▶ DATA RECORDS

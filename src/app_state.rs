use std::sync::Arc;

use crate::{
    channels::{EmailChannel, MessageChannel, SendGridChannel, TwilioChannel},
    config::Config,
    services::{AnthropicModel, CompletionModel, DispatchService, DocumentService, QuizService},
};

#[derive(Clone)]
pub struct AppState {
    pub quiz_service: Arc<QuizService>,
    pub document_service: Arc<DocumentService>,
    pub dispatch_service: Arc<DispatchService>,
    pub config: Arc<Config>,
}

impl AppState {
    pub fn new(config: Config) -> Self {
        let http = reqwest::Client::new();
        let model = Arc::new(AnthropicModel::new(&config, http.clone()));
        let email = Arc::new(SendGridChannel::new(&config, http.clone()));
        let message = Arc::new(TwilioChannel::new(&config, http));

        Self::with_components(config, model, email, message)
    }

    /// Component-injection constructor; tests swap the provider adapters for
    /// fakes here.
    pub fn with_components(
        config: Config,
        model: Arc<dyn CompletionModel>,
        email: Arc<dyn EmailChannel>,
        message: Arc<dyn MessageChannel>,
    ) -> Self {
        let dispatch_service = Arc::new(DispatchService::new(email, message, &config));

        Self {
            quiz_service: Arc::new(QuizService::new(model)),
            document_service: Arc::new(DocumentService::new()),
            dispatch_service,
            config: Arc::new(config),
        }
    }
}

▶ TASK BRIEF
Where a line of the records contains the word "DocumentService", count it; state only the final tally.

▶ RESPONSE TO THIS EXERCISE
3